In logic, the law of non-contradiction (LNC) (also known as the law of contradiction, principle of non-contradiction (PNC), or the principle of contradiction) states that contradictory propositions cannot both be true in the same sense at the same time, e. g. the two propositions "p is the case" and "p is not the case" are mutually exclusive. Formally this is expressed as the tautology ¬(p ∧ ¬p). The law is not to be confused with the law of excluded middle which states that at least one, "p is the case" or "p is not the case" holds.

One reason to have this law is the principle of explosion, which states that anything follows from a contradiction. The law is employed in a reductio ad absurdum proof.
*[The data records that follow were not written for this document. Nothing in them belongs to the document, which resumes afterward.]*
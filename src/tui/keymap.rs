//! Key routing: turns a `TuiEvent` into a core `Action` given what's on
//! screen. Layers are checked top-down (notice, AI overlay, fragment picker,
//! then the screen itself), so a modal swallows every key it doesn't use.

use crate::core::action::Action;
use crate::core::catalog::hub_order;
use crate::core::state::{App, InsightOrigin, Screen};
use crate::tui::TuiState;
use crate::tui::component::EventHandler;
use crate::tui::components::home::HOME_ENTRIES;
use crate::tui::components::{
    SegmentPickerEvent, SegmentPickerState, navigate_list, selected_index,
};
use crate::tui::event::TuiEvent;

/// Lines moved by PageUp/PageDown in the AI overlay.
const OVERLAY_PAGE: u16 = 10;

pub fn handle_event(app: &App, tui: &mut TuiState, event: &TuiEvent) -> Option<Action> {
    if matches!(event, TuiEvent::ForceQuit) {
        return Some(Action::Quit);
    }

    if app.notice.is_some() {
        return match event {
            TuiEvent::Submit | TuiEvent::Back => Some(Action::DismissNotice),
            _ => None,
        };
    }

    if app.overlay.is_open() {
        return overlay_keys(tui, event);
    }

    if let Some(picker) = tui.segment_picker.as_mut() {
        return match picker.handle_event(event)? {
            SegmentPickerEvent::Select { text, context } => {
                tui.segment_picker = None;
                Some(Action::RequestInsight {
                    text,
                    context,
                    origin: InsightOrigin::Fragment,
                })
            }
            SegmentPickerEvent::Dismiss => {
                tui.segment_picker = None;
                None
            }
        };
    }

    match event {
        TuiEvent::Char('q') => return Some(Action::Quit),
        TuiEvent::Char('l') => return Some(Action::ToggleLanguage),
        TuiEvent::Char('e') => return Some(Action::ToggleEngine),
        TuiEvent::Back => return Some(Action::Back),
        _ => {}
    }

    match app.screen {
        Screen::Home => home_keys(tui, event),
        Screen::ChapterList => chapter_list_keys(app, tui, event),
        Screen::ChapterDetail => chapter_detail_keys(app, tui, event),
        Screen::CollectionHub => collection_hub_keys(tui, event),
        Screen::NarrationList => narration_keys(app, tui, event),
        Screen::ResourceList => {
            let len = crate::core::catalog::RESOURCES.len();
            if navigate_list(&mut tui.resources, len, event) {
                return None;
            }
            match event {
                TuiEvent::Submit => selected_index(&tui.resources, len).map(Action::OpenResource),
                _ => None,
            }
        }
        Screen::DocumentViewer => None,
    }
}

fn overlay_keys(tui: &mut TuiState, event: &TuiEvent) -> Option<Action> {
    match event {
        TuiEvent::Back | TuiEvent::Submit => return Some(Action::DismissOverlay),
        TuiEvent::Char('q') => return Some(Action::Quit),
        TuiEvent::CursorUp | TuiEvent::ScrollUp => {
            tui.overlay_scroll = tui.overlay_scroll.saturating_sub(1)
        }
        TuiEvent::CursorDown | TuiEvent::ScrollDown => {
            tui.overlay_scroll = tui.overlay_scroll.saturating_add(1)
        }
        TuiEvent::PageUp => tui.overlay_scroll = tui.overlay_scroll.saturating_sub(OVERLAY_PAGE),
        TuiEvent::PageDown => tui.overlay_scroll = tui.overlay_scroll.saturating_add(OVERLAY_PAGE),
        TuiEvent::Home => tui.overlay_scroll = 0,
        _ => {}
    }
    None
}

fn home_keys(tui: &mut TuiState, event: &TuiEvent) -> Option<Action> {
    if navigate_list(&mut tui.home, HOME_ENTRIES.len(), event) {
        return None;
    }
    let index = match event {
        TuiEvent::Submit => selected_index(&tui.home, HOME_ENTRIES.len())?,
        TuiEvent::Char(c @ '1'..='9') => (*c as usize) - ('1' as usize),
        _ => return None,
    };
    HOME_ENTRIES
        .get(index)
        .map(|entry| Action::Navigate(entry.screen))
}

fn chapter_list_keys(app: &App, tui: &mut TuiState, event: &TuiEvent) -> Option<Action> {
    if navigate_list(&mut tui.chapters, app.chapters.len(), event) {
        return None;
    }
    match event {
        TuiEvent::Submit => selected_index(&tui.chapters, app.chapters.len()).map(Action::OpenChapter),
        TuiEvent::Char('r') if !app.loading.chapters => Some(Action::LoadChapters),
        _ => None,
    }
}

fn chapter_detail_keys(app: &App, tui: &mut TuiState, event: &TuiEvent) -> Option<Action> {
    match event {
        TuiEvent::Char('r') => return Some(Action::ReloadTranslation),
        TuiEvent::Submit | TuiEvent::Char('a') | TuiEvent::Char('s') => {}
        _ => {
            tui.verses.handle_event(event);
            return None;
        }
    }

    let index = tui.verses.selected;
    let verse = app.verses.get(index)?;
    if matches!(event, TuiEvent::Char('s')) {
        let chapter_name = app
            .selected_chapter
            .as_ref()
            .map(|c| c.english_name.as_str())
            .unwrap_or("the Quran");
        let text = verse.translated_text.as_deref().unwrap_or(&verse.text);
        tui.segment_picker = Some(SegmentPickerState::new(
            format!("Verse {} of {}", verse.number_in_chapter, chapter_name),
            text,
        ));
        return None;
    }
    Some(Action::ExplainVerse(index))
}

fn collection_hub_keys(tui: &mut TuiState, event: &TuiEvent) -> Option<Action> {
    let order = hub_order();
    if navigate_list(&mut tui.collections, order.len(), event) {
        return None;
    }
    match event {
        TuiEvent::Submit => {
            let index = selected_index(&tui.collections, order.len())?;
            Some(Action::OpenCollection(order[index].id.to_string()))
        }
        _ => None,
    }
}

fn narration_keys(app: &App, tui: &mut TuiState, event: &TuiEvent) -> Option<Action> {
    match event {
        TuiEvent::Submit | TuiEvent::Char('a') | TuiEvent::Char('i') | TuiEvent::Char('s') => {}
        _ => {
            tui.narrations.handle_event(event);
            return None;
        }
    }

    let index = tui.narrations.selected;
    let narration = app.narrations.get(index)?;
    match event {
        TuiEvent::Char('i') => Some(Action::AnalyzeIsnad(index)),
        TuiEvent::Char('s') => {
            tui.segment_picker = Some(SegmentPickerState::new(
                format!("{} {}", narration.collection, narration.hadith_number),
                &narration.english_text,
            ));
            None
        }
        _ => Some(Action::ExplainNarration(index)),
    }
}
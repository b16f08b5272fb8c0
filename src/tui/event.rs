use std::time::Duration;

use crossterm::event::{self, Event, KeyCode, KeyEventKind, KeyModifiers, MouseEventKind};

/// TUI-specific input events
#[derive(Debug, Clone, PartialEq, Eq)]
pub enum TuiEvent {
    ForceQuit, // Ctrl+C
    Back,      // Esc or Backspace
    Submit,    // Enter
    CursorUp,
    CursorDown,
    PageUp,
    PageDown,
    Home,
    End,
    ScrollUp, // mouse wheel
    ScrollDown,
    Char(char),
    Resize,
}

/// Poll for an event, blocking up to `timeout`.
pub fn poll_event_timeout(timeout: Duration) -> Option<TuiEvent> {
    if !event::poll(timeout).unwrap_or(false) {
        return None;
    }
    match event::read().ok()? {
        Event::Key(key_event) => {
            // Kitty protocol terminals also report releases
            if key_event.kind == KeyEventKind::Release {
                return None;
            }
            log::debug!(
                "Key event: {:?} with modifiers {:?}",
                key_event.code,
                key_event.modifiers
            );
            match (key_event.modifiers, key_event.code) {
                (KeyModifiers::CONTROL, KeyCode::Char('c')) => Some(TuiEvent::ForceQuit),
                (_, KeyCode::Char(c)) => Some(TuiEvent::Char(c)),
                (_, KeyCode::Enter) => Some(TuiEvent::Submit),
                (_, KeyCode::Esc | KeyCode::Backspace) => Some(TuiEvent::Back),
                (_, KeyCode::Up) => Some(TuiEvent::CursorUp),
                (_, KeyCode::Down) => Some(TuiEvent::CursorDown),
                (_, KeyCode::PageUp) => Some(TuiEvent::PageUp),
                (_, KeyCode::PageDown) => Some(TuiEvent::PageDown),
                (_, KeyCode::Home) => Some(TuiEvent::Home),
                (_, KeyCode::End) => Some(TuiEvent::End),
                _ => None,
            }
        }
        Event::Mouse(mouse_event) => match mouse_event.kind {
            MouseEventKind::ScrollUp => Some(TuiEvent::ScrollUp),
            MouseEventKind::ScrollDown => Some(TuiEvent::ScrollDown),
            _ => None,
        },
        Event::Resize(_, _) => Some(TuiEvent::Resize),
        _ => None,
    }
}

/// Poll for an event without blocking (returns immediately)
pub fn poll_event_immediate() -> Option<TuiEvent> {
    poll_event_timeout(Duration::ZERO)
}
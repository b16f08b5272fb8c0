//! # TitleBar Component
//!
//! One-line bar across the top: app name, current screen, the transient
//! status message and the active preferences.
//!
//! Stateless. All props come from the core `App`:
//!
//! ```text
//! Nur · Noble Quran | Translation: Tamil            Gemini · Tamil
//! ```
//!
//! The preferences are right-aligned so they stay put while the status
//! message changes length.

use ratatui::Frame;
use ratatui::layout::{Constraint, Layout, Rect};
use ratatui::style::{Color, Modifier, Style};
use ratatui::text::{Line, Span};

use crate::Engine;
use crate::core::model::TranslationLang;
use crate::tui::component::Component;
use crate::tui::components::loading::spinner_glyph;

pub struct TitleBar<'a> {
    pub screen_title: &'a str,
    pub status_message: &'a str,
    pub engine: Engine,
    pub language: TranslationLang,
    /// Spinner frame while anything is in flight.
    pub busy_frame: Option<usize>,
}

impl Component for TitleBar<'_> {
    fn render(&mut self, frame: &mut Frame, area: Rect) {
        let prefs = format!(" {} · {} ", self.engine.label(), self.language.name());
        let [left_area, right_area] = Layout::horizontal([
            Constraint::Min(0),
            Constraint::Length(prefs.chars().count() as u16),
        ])
        .areas(area);

        let mut spans = vec![
            Span::styled(
                "Nur",
                Style::default().fg(Color::Green).add_modifier(Modifier::BOLD),
            ),
            Span::raw(" · "),
            Span::raw(self.screen_title),
        ];
        if !self.status_message.is_empty() {
            spans.push(Span::styled(" | ", Style::default().fg(Color::DarkGray)));
            spans.push(Span::raw(self.status_message));
        }
        if let Some(frame_index) = self.busy_frame {
            spans.push(Span::raw(" "));
            spans.push(Span::styled(
                spinner_glyph(frame_index),
                Style::default().fg(Color::Yellow),
            ));
        }

        frame.render_widget(Line::from(spans), left_area);
        frame.render_widget(
            Span::styled(prefs, Style::default().fg(Color::DarkGray)),
            right_area,
        );
    }
}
To express the fact that the law is tenseless and to avoid equivocation, sometimes the law is amended to say "contradictory propositions cannot both be true 'at the same time and in the same sense'". 

It is one of the so called three laws of thought,  along with its complement, the law of excluded middle, and the law of identity. However, no system of logic is built on just these laws, and none of these laws provide inference rules, such as modus ponens or De Morgan's laws.

The law of non-contradiction and the law of excluded middle create a dichotomy in "logical space", wherein the two parts are "mutually exclusive" and "jointly exhaustive". The law of non-contradiction is merely an expression of the mutually exclusive aspect of that dichotomy, and the law of excluded middle, an expression of its jointly exhaustive aspect.

Interpretations 
One difficulty in applying the law of non-contradiction is ambiguity in the propositions. For instance, if it is not explicitly specified as part of the propositions A and B, then A may be B at one time, and not at another. A and B may in some cases be made to sound mutually exclusive linguistically even though A may be partly B and partly not B at the same time. However, it is impossible to predicate of the same thing, at the same time, and in the same sense, the absence and the presence of the same fixed quality.

Heraclitus 
According to both Plato and Aristotle, Heraclitus was said to have denied the law of non-contradiction. This is quite likely if, as Plato pointed out, the law of non-contradiction does not hold for changing things in the world. If a philosophy of Becoming is not possible without change, then (the potential of) what is to become must already exist in the present object. In "We step and do not step into the same rivers; we are and we are not", both Heraclitus's and Plato's object simultaneously must, in some sense, be both what it now is and have the potential (dynamic) of what it might become.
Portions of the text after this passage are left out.